I am weary with my groaning; all the night make I my bed to swim; I water my couch with my tears—Psalms 6:6

A little while ago I sat down and having nothing else to do began thinking about recent events in my life. I have lived for a little more than four score years. That is a long time yet as I sat thinking about it, it’s not so long after all. I have known the bitter grief and agony of heart as friends and loved ones have slipped silently out into eternity The strength of earlier years has faded yea for the most part is gone. This old physical body is afflicted with medical problems galore. Every day begins with aches and pains and every day ends with aches and pains. Yes, I must confess, I am a little weary and tears have become a part of my life. As I think this, the thought occurs that I am not alone in this because it is probably safe to say that most, if not all of you, from time to time, become a little weary under the weight of burdens and cares common to all who now walk this pathway of life. There are the times of physical illnesses and afflictions of various kinds that cause our heads to bow and our steps to become slow (2 Corinthians 5:4). With all these thoughts echoing in my mind, suddenly I hear the Psalmist as he says, “Lord, all my desire is before thee; and my groaning is not hid from thee” (Psalms 38:9). All things are open and naked before the eyes of our God (Heb. 4:13), He knows and understands the trials we must go through (Heb. 4:14-15) and our cries for deliverance will not go unheard (Heb. 4:16).

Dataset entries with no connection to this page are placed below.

use clap::CommandFactory;
use clap_complete::Shell;
use std::io;

/// Generate shell completion script to stdout and return exit code 0.
pub fn run_completions(shell: Shell) -> i32 {
    let mut cmd = crate::cli::Cli::command();
    clap_complete::generate(shell, &mut cmd, "pmount", &mut io::stdout());
    crate::exit_codes::SUCCESS
}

Making our journey through life we will encounter adversities that will cause us to cry out “why”. Why this burden? Why this illness? Why this hardship? Why this death? I cannot answer except to say that the God into whose hands we have entrusted our lives does know and so long as we serve and trust him faithfully he will safely guide us through each day (Psalms 23, Isa. 12:2-3). Yes, the journey has been long, often the way has been difficult and now as the shadows begin to lengthen, I am weary and do groan in this earthly tabernacle but with all my heart I believe the refrain of one of our grand old hymns says it best: “Be not dismayed what-e’er be-tide, God will take care of you; Beneath His wings of love abide, God will take care of you. God will take care of you, Thro’ every day, O’er all the way; He will take care of you, God will take care of you”. I pray that God’s love will surround all of us and that he will bless each of us with the strength and courage that will sustain us each day of the rest of our lives on this side of eternity.

May each of you ever prosper and be in good health even as your soul prospers (3 John 1).